Closures in Python
I don’t exactly make my love affair with Lisp a secret. Imperative languages are just fine, but I love me some functional programming.
I’ve recently started seriously digging into Python, though, and I think it’s
going to be the Imperative Language That Makes Me Cry The Least, at least until
I come upon something better. It’s got the holy higher-order trinity of map
,
reduce
, and filter
, syntactically sugary list comprehensions, lambda
expressions, and it even uses **
as the exponentiation operator, as God and
Fortran intended.1 It also has closures, which are magic if you
haven’t seen them before, so I’m going to yammer on about them for a bit.
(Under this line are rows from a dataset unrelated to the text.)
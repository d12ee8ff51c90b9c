//! Deterministic RNG resource for all stochastic heuristics.
//!
//! Wraps `ChaCha8Rng` so classification gates and particle jitter are
//! reproducible: identical seeds produce identical classifications and
//! identical fields. Systems take `ResMut<EngineRng>` instead of calling
//! `rand::thread_rng()`.

use bevy::prelude::*;
use rand::SeedableRng;
use rand_chacha::ChaCha8Rng;

/// Default seed used when no explicit seed is provided.
const DEFAULT_SEED: u64 = 42;

/// Deterministic RNG resource.
///
/// The inner `ChaCha8Rng` implements `rand::Rng`; pass `&mut rng.0` into
/// the classification and particle functions.
#[derive(Resource)]
pub struct EngineRng(pub ChaCha8Rng);

impl Default for EngineRng {
    fn default() -> Self {
        Self(ChaCha8Rng::seed_from_u64(DEFAULT_SEED))
    }
}

impl EngineRng {
    /// Create an `EngineRng` seeded from the given value.
    pub fn from_seed_u64(seed: u64) -> Self {
        Self(ChaCha8Rng::seed_from_u64(seed))
    }
}

#[cfg(test)]
mod tests {
    use super::*;
    use rand::Rng;

    #[test]
    fn test_default_is_deterministic() {
        let mut a = EngineRng::default();
        let mut b = EngineRng::default();
        let vals_a: Vec<f64> = (0..10).map(|_| a.0.gen::<f64>()).collect();
        let vals_b: Vec<f64> = (0..10).map(|_| b.0.gen::<f64>()).collect();
        assert_eq!(vals_a, vals_b);
    }

    #[test]
    fn test_from_seed_u64_deterministic() {
        let mut a = EngineRng::from_seed_u64(12345);
        let mut b = EngineRng::from_seed_u64(12345);
        let vals_a: Vec<u32> = (0..20).map(|_| a.0.gen_range(0..1000)).collect();
        let vals_b: Vec<u32> = (0..20).map(|_| b.0.gen_range(0..1000)).collect();
        assert_eq!(vals_a, vals_b);
    }

    #[test]
    fn test_different_seeds_differ() {
        let mut a = EngineRng::from_seed_u64(1);
        let mut b = EngineRng::from_seed_u64(2);
        let vals_a: Vec<f64> = (0..10).map(|_| a.0.gen::<f64>()).collect();
        let vals_b: Vec<f64> = (0..10).map(|_| b.0.gen::<f64>()).collect();
        assert_ne!(vals_a, vals_b);
    }
}
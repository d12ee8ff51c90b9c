//! Core engine: feature classification, reference-node proximity, boundary
//! loading, and the abstract map-surface seam.
//!
//! The engine is host-agnostic: everything it knows about the actual map
//! widget flows through [`surface::MapSurface`], and everything it knows
//! about user interaction arrives as the events in [`viewport`]. The
//! `overlay` crate builds the animated particle field and highlight
//! behavior on top of these pieces.

use bevy::prelude::*;

pub mod boundaries;
pub mod classify;
pub mod config;
pub mod engine_rng;
pub mod feature;
pub mod geometry;
pub mod reference;
pub mod surface;
pub mod viewport;

/// System set markers for ordering against the overlay's systems.
#[derive(SystemSet, Debug, Clone, Copy, PartialEq, Eq, Hash)]
pub enum EngineSet {
    /// Readiness polling and viewport event folding.
    Ingest,
    /// Classification and derived-state writes.
    Classify,
}

pub struct EnginePlugin;

impl Plugin for EnginePlugin {
    fn build(&self, app: &mut App) {
        app.init_resource::<viewport::ViewportState>()
            .init_resource::<classify::ClassificationCache>()
            .init_resource::<reference::ProximityIndex>()
            .init_resource::<engine_rng::EngineRng>()
            .init_resource::<surface::SurfaceReadiness>()
            .init_resource::<surface::StaleFeatureLog>()
            .add_event::<viewport::CameraMoved>()
            .add_event::<viewport::VisibilityChanged>()
            .add_event::<viewport::PointerMoved>()
            .add_event::<viewport::PointerClicked>()
            .add_event::<viewport::PointerLeft>()
            .configure_sets(Update, (EngineSet::Ingest, EngineSet::Classify).chain())
            .add_systems(
                Update,
                (
                    surface::poll_surface_readiness,
                    viewport::apply_viewport_events,
                )
                    .in_set(EngineSet::Ingest),
            )
            .add_systems(
                Update,
                classify::refresh_feature_states.in_set(EngineSet::Classify),
            );
    }
}
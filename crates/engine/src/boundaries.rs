//! Administrative boundary loading from GeoJSON.
//!
//! Boundary collections arrive as GeoJSON FeatureCollections of polygons.
//! Features rarely carry usable ids, so sequential synthetic ids are
//! assigned at load time; highlight lookups go by display name instead.

use bevy::math::DVec2;
use serde::Deserialize;
use serde_json::Value;
use thiserror::Error;

use crate::feature::MapFeature;
use crate::geometry;

/// Property keys probed, in order, for a boundary's display name.
const NAME_KEYS: [&str; 3] = ["GEOID", "GEOID20", "name"];

#[derive(Debug, Error)]
pub enum BoundaryError {
    #[error("invalid boundary JSON: {0}")]
    Parse(#[from] serde_json::Error),
    #[error("expected a FeatureCollection, got '{0}'")]
    NotACollection(String),
    #[error("unsupported geometry type '{0}'")]
    UnsupportedGeometry(String),
    #[error("malformed coordinates in feature {0}")]
    MalformedCoordinates(usize),
}

#[derive(Deserialize)]
struct RawCollection {
    #[serde(rename = "type")]
    kind: String,
    features: Vec<RawFeature>,
}

#[derive(Deserialize)]
struct RawFeature {
    // GeoJSON allows a null geometry member; such features are skipped.
    #[serde(default)]
    geometry: Option<RawGeometry>,
    #[serde(default)]
    properties: serde_json::Map<String, Value>,
}

#[derive(Deserialize)]
struct RawGeometry {
    #[serde(rename = "type")]
    kind: String,
    coordinates: Value,
}

/// Parse a FeatureCollection of Polygon / MultiPolygon boundaries.
///
/// Synthetic ids are assigned sequentially starting at `first_id`; pick
/// disjoint ranges per collection so ids never collide across sources.
/// MultiPolygons keep only their largest outer ring, which is what hover
/// hit-testing and highlighting actually use.
pub fn parse_boundaries(json: &str, first_id: u64) -> Result<Vec<MapFeature>, BoundaryError> {
    let collection: RawCollection = serde_json::from_str(json)?;
    if collection.kind != "FeatureCollection" {
        return Err(BoundaryError::NotACollection(collection.kind));
    }

    let mut out = Vec::with_capacity(collection.features.len());
    let mut next_id = first_id;
    for (index, raw) in collection.features.into_iter().enumerate() {
        let Some(geometry) = raw.geometry else {
            continue;
        };
        let ring = match geometry.kind.as_str() {
            "Polygon" => outer_ring(&geometry.coordinates)
                .ok_or(BoundaryError::MalformedCoordinates(index))?,
            "MultiPolygon" => largest_outer_ring(&geometry.coordinates)
                .ok_or(BoundaryError::MalformedCoordinates(index))?,
            other => return Err(BoundaryError::UnsupportedGeometry(other.to_string())),
        };
        let mut feature = MapFeature::polygon(next_id, ring);
        next_id += 1;
        if let Some(name) = display_name(&raw.properties) {
            feature = feature.with_name(name);
        }
        out.push(feature);
    }
    Ok(out)
}

fn display_name(properties: &serde_json::Map<String, Value>) -> Option<String> {
    NAME_KEYS.iter().find_map(|key| match properties.get(*key) {
        Some(Value::String(s)) => Some(s.clone()),
        Some(Value::Number(n)) => Some(n.to_string()),
        _ => None,
    })
}

/// First ring of a Polygon coordinate array.
fn outer_ring(coordinates: &Value) -> Option<Vec<DVec2>> {
    parse_ring(coordinates.as_array()?.first()?)
}

/// Largest-area outer ring across a MultiPolygon's members.
fn largest_outer_ring(coordinates: &Value) -> Option<Vec<DVec2>> {
    coordinates
        .as_array()?
        .iter()
        .filter_map(outer_ring)
        .max_by(|a, b| geometry::ring_area(a).total_cmp(&geometry::ring_area(b)))
}

fn parse_ring(value: &Value) -> Option<Vec<DVec2>> {
    let positions = value.as_array()?;
    let mut ring = Vec::with_capacity(positions.len());
    for position in positions {
        let coords = position.as_array()?;
        // Positions may carry altitude as a third element; ignore it.
        let x = coords.first()?.as_f64()?;
        let y = coords.get(1)?.as_f64()?;
        ring.push(DVec2::new(x, y));
    }
    Some(ring)
}

#[cfg(test)]
mod tests {
    use super::*;
    use crate::feature::FeatureId;

    const TWO_TRACTS: &str = r#"{
        "type": "FeatureCollection",
        "features": [
            {
                "type": "Feature",
                "properties": {"GEOID": "36061000100"},
                "geometry": {
                    "type": "Polygon",
                    "coordinates": [[[0.0, 0.0], [1.0, 0.0], [1.0, 1.0], [0.0, 1.0], [0.0, 0.0]]]
                }
            },
            {
                "type": "Feature",
                "properties": {"name": "Riverside"},
                "geometry": {
                    "type": "MultiPolygon",
                    "coordinates": [
                        [[[5.0, 5.0], [5.1, 5.0], [5.1, 5.1], [5.0, 5.0]]],
                        [[[2.0, 2.0], [4.0, 2.0], [4.0, 4.0], [2.0, 4.0], [2.0, 2.0]]]
                    ]
                }
            }
        ]
    }"#;

    #[test]
    fn test_parse_assigns_sequential_ids_and_names() {
        let features = parse_boundaries(TWO_TRACTS, 1000).unwrap();
        assert_eq!(features.len(), 2);
        assert_eq!(features[0].id, FeatureId(1000));
        assert_eq!(features[1].id, FeatureId(1001));
        assert_eq!(features[0].name.as_deref(), Some("36061000100"));
        assert_eq!(features[1].name.as_deref(), Some("Riverside"));
    }

    #[test]
    fn test_multipolygon_keeps_largest_ring() {
        let features = parse_boundaries(TWO_TRACTS, 0).unwrap();
        // The second member polygon is the larger one.
        assert!(features[1].contains(DVec2::new(3.0, 3.0)));
        assert!(!features[1].contains(DVec2::new(5.05, 5.02)));
    }

    #[test]
    fn test_numeric_name_property_is_stringified() {
        let json = r#"{
            "type": "FeatureCollection",
            "features": [{
                "type": "Feature",
                "properties": {"GEOID": 42},
                "geometry": {"type": "Polygon", "coordinates": [[[0,0],[1,0],[0,1],[0,0]]]}
            }]
        }"#;
        let features = parse_boundaries(json, 0).unwrap();
        assert_eq!(features[0].name.as_deref(), Some("42"));
    }

    #[test]
    fn test_null_geometry_is_skipped() {
        let json = r#"{
            "type": "FeatureCollection",
            "features": [
                {"type": "Feature", "properties": {"name": "ghost"}, "geometry": null},
                {
                    "type": "Feature",
                    "properties": {"name": "real"},
                    "geometry": {"type": "Polygon", "coordinates": [[[0,0],[1,0],[0,1],[0,0]]]}
                }
            ]
        }"#;
        let features = parse_boundaries(json, 50).unwrap();
        assert_eq!(features.len(), 1);
        assert_eq!(features[0].id, FeatureId(50));
        assert_eq!(features[0].name.as_deref(), Some("real"));
    }

    #[test]
    fn test_rejects_non_collections() {
        let err = parse_boundaries(r#"{"type": "Feature", "features": []}"#, 0).unwrap_err();
        assert!(matches!(err, BoundaryError::NotACollection(_)));
    }

    #[test]
    fn test_rejects_unsupported_geometry() {
        let json = r#"{
            "type": "FeatureCollection",
            "features": [{
                "type": "Feature",
                "properties": {},
                "geometry": {"type": "Point", "coordinates": [0, 0]}
            }]
        }"#;
        let err = parse_boundaries(json, 0).unwrap_err();
        assert!(matches!(err, BoundaryError::UnsupportedGeometry(t) if t == "Point"));
    }

    #[test]
    fn test_invalid_json_is_a_parse_error() {
        assert!(matches!(
            parse_boundaries("{nope", 0).unwrap_err(),
            BoundaryError::Parse(_)
        ));
    }
}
To be fair, I’m probably not the best person in the world to tell you about lexical closures. You really want Wikipedia. In brief, though, a closure is a function that can access state in the scope in which it was defined. An example would probably be clearest:2
def make_power_fn(power):
def power_fn(base):
return base ** power
return power_fn
cube = make_power_fn(3)
print map(cube, [1, 2, 3, 4, 5])
Executing the above code applies our cube function to every item in the list and
prints out [1, 8, 27, 64, 125]
. Neat, right? The magic part is that cube
was
effectively able to access power
because it was defined within the enclosing
lexical scope.
The concept of closures is pretty deeply embedded in serious-business functional languages like Haskell and the various dialects of Lisp,3 but lots of relatively modern mostly imperative languages like Ruby and JavaScript have adopted them, too.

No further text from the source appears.